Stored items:
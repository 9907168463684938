use std::path::PathBuf;
use std::time::Instant;

use funart_contracts::{DispatchKind, GenerationRequest, GenerationResult, GenerationTask, Tensor};
use tracing::info;

use crate::config::{ApiConfig, API_KEY_ENV};
use crate::dispatch::{dispatch_sync, CancelToken, Clock, SystemClock, TaskPoller};
use crate::error::{GenerationError, Result};
use crate::materialize::{materialize_images, materialize_video};
use crate::payload::build_call;
use crate::transport::{HttpTransport, Transport};
use crate::validate::{image_result, video_result};

#[derive(Debug, Clone, PartialEq)]
pub enum GeneratedMedia {
    /// One `[1, H, W, 3]` tensor per result image.
    Images(Vec<Tensor>),
    /// Where the downloaded video was written. Never decoded.
    Video(PathBuf),
}

#[derive(Debug, Clone)]
pub struct GenerationOutput {
    pub media: GeneratedMedia,
    pub result: GenerationResult,
    /// Set for task-based modalities.
    pub task: Option<GenerationTask>,
    pub warnings: Vec<String>,
}

/// Normalize, dispatch, validate and materialize one request.
pub struct GenerationAdapter {
    config: ApiConfig,
    transport: Box<dyn Transport>,
    clock: Box<dyn Clock>,
    cancel: CancelToken,
}

impl GenerationAdapter {
    pub fn new(config: ApiConfig) -> Result<Self> {
        let transport = HttpTransport::new(&config)?;
        Ok(Self::with_transport(
            config,
            Box::new(transport),
            Box::new(SystemClock),
        ))
    }

    /// Resolve the credential for this request (explicit key, then environment) and build an adapter.
    pub fn for_request(request: &GenerationRequest) -> Result<Self> {
        Self::new(ApiConfig::resolve(request.api_key.as_deref())?)
    }

    pub fn with_transport(
        config: ApiConfig,
        transport: Box<dyn Transport>,
        clock: Box<dyn Clock>,
    ) -> Self {
        Self {
            config,
            transport,
            clock,
            cancel: CancelToken::new(),
        }
    }

    pub fn with_cancel(mut self, cancel: CancelToken) -> Self {
        self.cancel = cancel;
        self
    }

    pub fn config(&self) -> &ApiConfig {
        &self.config
    }

    pub fn transport_name(&self) -> &str {
        self.transport.name()
    }

    /// The request's own credential, else the adapter's. Blank means none.
    pub fn credential_for<'a>(&'a self, request: &'a GenerationRequest) -> Result<&'a str> {
        request
            .api_key
            .as_deref()
            .map(str::trim)
            .filter(|key| !key.is_empty())
            .or_else(|| Some(self.config.api_key().trim()).filter(|key| !key.is_empty()))
            .ok_or_else(|| {
                GenerationError::configuration(format!(
                    "no DashScope API key: pass one explicitly or set {API_KEY_ENV}"
                ))
            })
    }

    pub fn generate(&self, request: &GenerationRequest) -> Result<GenerationOutput> {
        let started = Instant::now();
        let profile = request.modality.profile();
        let api_key = self.credential_for(request)?;
        let prepared = build_call(request, self.config.batch_policy)?;
        let transport = self.transport.as_ref();

        let output = match profile.dispatch {
            DispatchKind::Sync => {
                let response = dispatch_sync(transport, api_key, &prepared.call)?;
                let result = image_result(&response)?;
                let frames = materialize_images(
                    transport,
                    &result.result_urls,
                    self.config.image_download_timeout,
                )?;
                GenerationOutput {
                    media: GeneratedMedia::Images(frames),
                    result,
                    task: None,
                    warnings: prepared.warnings,
                }
            }
            DispatchKind::Async => {
                let outcome = TaskPoller::new(transport, self.clock.as_ref(), &self.config)
                    .with_api_key(api_key)
                    .with_cancel(self.cancel.clone())
                    .run(&prepared.call)?;
                let result = video_result(&outcome.task.task_id, &outcome.response)?;
                let url = result.result_urls.first().ok_or_else(|| {
                    GenerationError::empty_result("video task returned no result URL")
                })?;
                let path = materialize_video(
                    transport,
                    url,
                    profile,
                    &self.config.output_dir,
                    self.config.video_download_timeout,
                )?;
                GenerationOutput {
                    media: GeneratedMedia::Video(path),
                    result,
                    task: Some(outcome.task),
                    warnings: prepared.warnings,
                }
            }
        };

        info!(
            modality = %request.modality,
            model = profile.model,
            request_id = output.result.request_id.as_deref().unwrap_or("-"),
            results = output.result.result_urls.len(),
            warnings = output.warnings.len(),
            elapsed_ms = started.elapsed().as_millis() as u64,
            "generation finished"
        );
        Ok(output)
    }
}
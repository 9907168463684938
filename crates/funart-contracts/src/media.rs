use thiserror::Error;

#[derive(Debug, Clone, PartialEq, Eq, Error)]
pub enum ShapeError {
    #[error("tensor shape {shape:?} holds {expected} values but {actual} were given")]
    LengthMismatch {
        shape: Vec<usize>,
        expected: usize,
        actual: usize,
    },
    #[error("tensor shape must not be empty")]
    Empty,
}

/// Dense host tensor of `f32` values.
///
/// Images are row-major and channel-last (`[B, H, W, C]` or `[H, W, C]`) with values in `[0, 1]`.
/// Audio waveforms are `[B, C, S]`, `[C, S]` or samples-first `[S, C]` with values roughly in `[-1, 1]`.
#[derive(Debug, Clone, PartialEq)]
pub struct Tensor {
    shape: Vec<usize>,
    data: Vec<f32>,
}

impl Tensor {
    pub fn new(shape: Vec<usize>, data: Vec<f32>) -> Result<Self, ShapeError> {
        if shape.is_empty() {
            return Err(ShapeError::Empty);
        }
        let expected = shape.iter().product::<usize>();
        if expected != data.len() {
            return Err(ShapeError::LengthMismatch {
                shape,
                expected,
                actual: data.len(),
            });
        }
        Ok(Self { shape, data })
    }

    pub fn zeros(shape: Vec<usize>) -> Result<Self, ShapeError> {
        let len = shape.iter().product::<usize>();
        Self::new(shape, vec![0.0; len])
    }

    pub fn shape(&self) -> &[usize] {
        &self.shape
    }

    pub fn data(&self) -> &[f32] {
        &self.data
    }

    pub fn rank(&self) -> usize {
        self.shape.len()
    }

    /// Leading batch dimension for rank-4 image tensors and rank-3 waveforms; 1 otherwise.
    pub fn batch_len(&self, unbatched_rank: usize) -> usize {
        if self.shape.len() == unbatched_rank + 1 {
            self.shape[0]
        } else {
            1
        }
    }

    /// First element of the batch, or the tensor itself when it has no batch dimension.
    /// `None` when the batch is empty.
    pub fn first_of_batch(&self, unbatched_rank: usize) -> Option<Tensor> {
        if self.shape.len() != unbatched_rank + 1 {
            return Some(self.clone());
        }
        let inner_shape = self.shape[1..].to_vec();
        let inner_len = inner_shape.iter().product::<usize>();
        let data = self.data.get(..inner_len).filter(|_| self.shape[0] > 0)?;
        Some(Tensor {
            shape: inner_shape,
            data: data.to_vec(),
        })
    }
}

#[derive(Debug, Clone, PartialEq)]
pub struct AudioClip {
    pub waveform: Tensor,
    pub sample_rate: u32,
}

/// A reference image is either host pixels or a URL the vendor can fetch itself.
#[derive(Debug, Clone, PartialEq)]
pub enum ReferenceImage {
    Pixels(Tensor),
    Url(String),
}

#[derive(Debug, Clone, PartialEq)]
pub enum AudioInput {
    Waveform(AudioClip),
    Url(String),
}

#[cfg(test)]
mod tests {
    use super::{ShapeError, Tensor};

    #[test]
    fn tensor_rejects_mismatched_length() {
        let err = Tensor::new(vec![2, 2, 3], vec![0.0; 11]).unwrap_err();
        assert_eq!(
            err,
            ShapeError::LengthMismatch {
                shape: vec![2, 2, 3],
                expected: 12,
                actual: 11,
            }
        );
        assert_eq!(Tensor::new(Vec::new(), Vec::new()), Err(ShapeError::Empty));
    }

    #[test]
    fn first_of_batch_slices_leading_frame() -> Result<(), ShapeError> {
        let data = (0..24).map(|value| value as f32).collect::<Vec<f32>>();
        let batch = Tensor::new(vec![2, 2, 2, 3], data)?;
        assert_eq!(batch.batch_len(3), 2);

        let first = batch.first_of_batch(3).ok_or(ShapeError::Empty)?;
        assert_eq!(first.shape(), &[2, 2, 3]);
        assert_eq!(first.data().len(), 12);
        assert_eq!(first.data()[11], 11.0);
        Ok(())
    }

    #[test]
    fn unbatched_tensor_is_its_own_first_frame() -> Result<(), ShapeError> {
        let frame = Tensor::zeros(vec![4, 4, 3])?;
        assert_eq!(frame.batch_len(3), 1);
        assert_eq!(frame.first_of_batch(3), Some(frame));
        Ok(())
    }

    #[test]
    fn empty_batch_has_no_first_frame() -> Result<(), ShapeError> {
        let waveform = Tensor::zeros(vec![0, 2, 3])?;
        assert_eq!(waveform.batch_len(2), 0);
        assert_eq!(waveform.first_of_batch(2), None);
        Ok(())
    }
}
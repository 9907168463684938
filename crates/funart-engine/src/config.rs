use std::env;
use std::fmt;
use std::path::PathBuf;
use std::time::Duration;

use crate::error::{GenerationError, Result};

pub const DEFAULT_BASE_URL: &str = "https://dashscope.aliyuncs.com/api/v1";
pub const API_KEY_ENV: &str = "DASHSCOPE_API_KEY";
pub const BASE_URL_ENV: &str = "DASHSCOPE_BASE_URL";
pub const OUTPUT_DIR_ENV: &str = "FUNART_OUTPUT_DIR";

/// What to do with a multi-frame image batch handed in as a reference image.
#[derive(Debug, Clone, Copy, PartialEq, Eq)]
pub enum BatchPolicy {
    /// Encode the first frame and log a warning about the dropped frames.
    FirstFrame,
    /// Refuse the request with a validation error.
    Reject,
}

/// Per-invocation settings. Built once at the start of a request and threaded through
/// every call; nothing here is process-global.
#[derive(Clone)]
pub struct ApiConfig {
    api_key: String,
    pub base_url: String,
    pub output_dir: PathBuf,
    pub request_timeout: Duration,
    pub image_download_timeout: Duration,
    pub video_download_timeout: Duration,
    pub poll_interval: Duration,
    pub poll_interval_step: Duration,
    pub poll_interval_max: Duration,
    pub poll_timeout: Duration,
    pub transport_retries: usize,
    pub retry_backoff: Duration,
    pub batch_policy: BatchPolicy,
}

impl fmt::Debug for ApiConfig {
    fn fmt(&self, f: &mut fmt::Formatter<'_>) -> fmt::Result {
        f.debug_struct("ApiConfig")
            .field("api_key", &"<redacted>")
            .field("base_url", &self.base_url)
            .field("output_dir", &self.output_dir)
            .field("request_timeout", &self.request_timeout)
            .field("poll_interval", &self.poll_interval)
            .field("poll_timeout", &self.poll_timeout)
            .field("transport_retries", &self.transport_retries)
            .field("batch_policy", &self.batch_policy)
            .finish()
    }
}

impl ApiConfig {
    pub fn new(api_key: impl Into<String>, output_dir: impl Into<PathBuf>) -> Self {
        Self {
            api_key: api_key.into().trim().to_string(),
            base_url: DEFAULT_BASE_URL.to_string(),
            output_dir: output_dir.into(),
            request_timeout: Duration::from_secs(60),
            image_download_timeout: Duration::from_secs(30),
            video_download_timeout: Duration::from_secs(120),
            poll_interval: Duration::from_secs(1),
            poll_interval_step: Duration::from_secs(1),
            poll_interval_max: Duration::from_secs(5),
            poll_timeout: Duration::from_secs(1800),
            transport_retries: 2,
            retry_backoff: Duration::from_secs(1),
            batch_policy: BatchPolicy::FirstFrame,
        }
    }

    /// Resolve settings from an explicit credential and the process environment.
    pub fn resolve(explicit_api_key: Option<&str>) -> Result<Self> {
        Self::resolve_with(explicit_api_key, non_empty_env)
    }

    /// Same as [`ApiConfig::resolve`] with an injectable environment lookup.
    pub fn resolve_with<F>(explicit_api_key: Option<&str>, lookup: F) -> Result<Self>
    where
        F: Fn(&str) -> Option<String>,
    {
        let api_key = resolve_credential(explicit_api_key, &lookup)?;
        let output_dir = match lookup(OUTPUT_DIR_ENV) {
            Some(dir) => PathBuf::from(dir),
            None => env::current_dir()?.join("output"),
        };
        let mut config = Self::new(api_key, output_dir);
        if let Some(base_url) = lookup(BASE_URL_ENV) {
            config = config.with_base_url(base_url);
        }
        Ok(config)
    }

    pub fn api_key(&self) -> &str {
        &self.api_key
    }

    pub fn with_base_url(mut self, base_url: impl Into<String>) -> Self {
        let raw = base_url.into();
        let trimmed = raw.trim().trim_end_matches('/');
        if !trimmed.is_empty() {
            self.base_url = trimmed.to_string();
        }
        self
    }

    pub fn with_output_dir(mut self, output_dir: impl Into<PathBuf>) -> Self {
        self.output_dir = output_dir.into();
        self
    }

    pub fn with_request_timeout(mut self, seconds: f64) -> Self {
        self.request_timeout = clamp_secs(seconds, 5.0, 300.0);
        self
    }

    pub fn with_poll_interval(mut self, initial_s: f64, step_s: f64, max_s: f64) -> Self {
        self.poll_interval = clamp_secs(initial_s, 0.0, 60.0);
        self.poll_interval_step = clamp_secs(step_s, 0.0, 60.0);
        self.poll_interval_max = clamp_secs(max_s, 0.0, 120.0).max(self.poll_interval);
        self
    }

    pub fn with_poll_timeout(mut self, seconds: f64) -> Self {
        self.poll_timeout = clamp_secs(seconds, 10.0, 7200.0);
        self
    }

    pub fn with_transport_retries(mut self, retries: usize, backoff_s: f64) -> Self {
        self.transport_retries = retries.min(4);
        self.retry_backoff = clamp_secs(backoff_s, 0.0, 10.0);
        self
    }

    pub fn with_batch_policy(mut self, policy: BatchPolicy) -> Self {
        self.batch_policy = policy;
        self
    }

    pub fn endpoint_url(&self, path: &str) -> String {
        format!("{}/{}", self.base_url, path.trim_start_matches('/'))
    }

    pub fn task_url(&self, task_id: &str) -> String {
        self.endpoint_url(&format!("tasks/{}", task_id.trim()))
    }

    /// Poll delay before poll number `attempt` (zero-based).
    pub fn poll_delay(&self, attempt: u32) -> Duration {
        let grown = self.poll_interval + self.poll_interval_step * attempt;
        grown.min(self.poll_interval_max)
    }
}

/// Explicit value wins; otherwise the environment; otherwise a configuration error.
pub fn resolve_credential<F>(explicit: Option<&str>, lookup: F) -> Result<String>
where
    F: Fn(&str) -> Option<String>,
{
    if let Some(value) = explicit.map(str::trim).filter(|value| !value.is_empty()) {
        return Ok(value.to_string());
    }
    lookup(API_KEY_ENV).ok_or_else(|| {
        GenerationError::configuration(format!(
            "no DashScope API key: pass one explicitly or set {API_KEY_ENV}"
        ))
    })
}

pub fn non_empty_env(key: &str) -> Option<String> {
    env::var(key)
        .ok()
        .map(|value| value.trim().to_string())
        .filter(|value| !value.is_empty())
}

fn clamp_secs(value: f64, min: f64, max: f64) -> Duration {
    let value = if value.is_finite() { value } else { min };
    Duration::from_secs_f64(value.clamp(min, max))
}

#[cfg(test)]
mod tests {
    use std::collections::HashMap;
    use std::time::Duration;

    use super::{resolve_credential, ApiConfig, API_KEY_ENV, BASE_URL_ENV, OUTPUT_DIR_ENV};
    use crate::error::ErrorKind;

    fn env_of(pairs: &[(&str, &str)]) -> impl Fn(&str) -> Option<String> {
        let map: HashMap<String, String> = pairs
            .iter()
            .map(|(k, v)| (k.to_string(), v.to_string()))
            .collect();
        move |key| map.get(key).cloned()
    }

    #[test]
    fn explicit_credential_wins_over_environment() -> anyhow::Result<()> {
        let key = resolve_credential(Some("  sk-explicit "), env_of(&[(API_KEY_ENV, "sk-env")]))?;
        assert_eq!(key, "sk-explicit");
        Ok(())
    }

    #[test]
    fn blank_explicit_credential_falls_back_to_environment() -> anyhow::Result<()> {
        let key = resolve_credential(Some("   "), env_of(&[(API_KEY_ENV, "sk-env")]))?;
        assert_eq!(key, "sk-env");
        Ok(())
    }

    #[test]
    fn missing_credential_is_a_configuration_error() {
        let err = resolve_credential(None, env_of(&[])).unwrap_err();
        assert_eq!(err.kind(), ErrorKind::Configuration);
        assert!(err.to_string().contains(API_KEY_ENV));
    }

    #[test]
    fn resolve_reads_base_url_and_output_dir() -> anyhow::Result<()> {
        let config = ApiConfig::resolve_with(
            None,
            env_of(&[
                (API_KEY_ENV, "sk-env"),
                (BASE_URL_ENV, "https://dashscope-intl.aliyuncs.com/api/v1/"),
                (OUTPUT_DIR_ENV, "/tmp/funart-out"),
            ]),
        )?;
        assert_eq!(config.api_key(), "sk-env");
        assert_eq!(config.base_url, "https://dashscope-intl.aliyuncs.com/api/v1");
        assert_eq!(config.output_dir.to_string_lossy(), "/tmp/funart-out");
        assert_eq!(
            config.task_url("abc123"),
            "https://dashscope-intl.aliyuncs.com/api/v1/tasks/abc123"
        );
        Ok(())
    }

    #[test]
    fn poll_delay_grows_linearly_up_to_the_cap() {
        let config = ApiConfig::new("sk", "/tmp").with_poll_interval(1.0, 1.0, 3.0);
        assert_eq!(config.poll_delay(0), Duration::from_secs(1));
        assert_eq!(config.poll_delay(1), Duration::from_secs(2));
        assert_eq!(config.poll_delay(5), Duration::from_secs(3));
    }

    #[test]
    fn knobs_are_clamped() {
        let config = ApiConfig::new("sk", "/tmp")
            .with_poll_timeout(1.0)
            .with_transport_retries(9, 50.0)
            .with_request_timeout(f64::NAN);
        assert_eq!(config.poll_timeout, Duration::from_secs(10));
        assert_eq!(config.transport_retries, 4);
        assert_eq!(config.retry_backoff, Duration::from_secs(10));
        assert_eq!(config.request_timeout, Duration::from_secs(5));
    }

    #[test]
    fn debug_output_redacts_the_credential() {
        let rendered = format!("{:?}", ApiConfig::new("sk-secret", "/tmp"));
        assert!(!rendered.contains("sk-secret"));
        assert!(rendered.contains("<redacted>"));
    }
}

### EXERCISE OBJECTIVE
Beginning at the first line of the records, give again each line exactly as written, ending with the line that contains "pub fn new(config: ApiConfig)".

### EXERCISE RESPONSE
repository 9907168463684938
use std::path::PathBuf;
use std::time::Instant;

use funart_contracts::{DispatchKind, GenerationRequest, GenerationResult, GenerationTask, Tensor};
use tracing::info;

use crate::config::{ApiConfig, API_KEY_ENV};
use crate::dispatch::{dispatch_sync, CancelToken, Clock, SystemClock, TaskPoller};
use crate::error::{GenerationError, Result};
use crate::materialize::{materialize_images, materialize_video};
use crate::payload::build_call;
use crate::transport::{HttpTransport, Transport};
use crate::validate::{image_result, video_result};

#[derive(Debug, Clone, PartialEq)]
pub enum GeneratedMedia {
    /// One `[1, H, W, 3]` tensor per result image.
    Images(Vec<Tensor>),
    /// Where the downloaded video was written. Never decoded.
    Video(PathBuf),
}

#[derive(Debug, Clone)]
pub struct GenerationOutput {
    pub media: GeneratedMedia,
    pub result: GenerationResult,
    /// Set for task-based modalities.
    pub task: Option<GenerationTask>,
    pub warnings: Vec<String>,
}

/// Normalize, dispatch, validate and materialize one request.
pub struct GenerationAdapter {
    config: ApiConfig,
    transport: Box<dyn Transport>,
    clock: Box<dyn Clock>,
    cancel: CancelToken,
}

impl GenerationAdapter {
    pub fn new(config: ApiConfig) -> Result<Self> {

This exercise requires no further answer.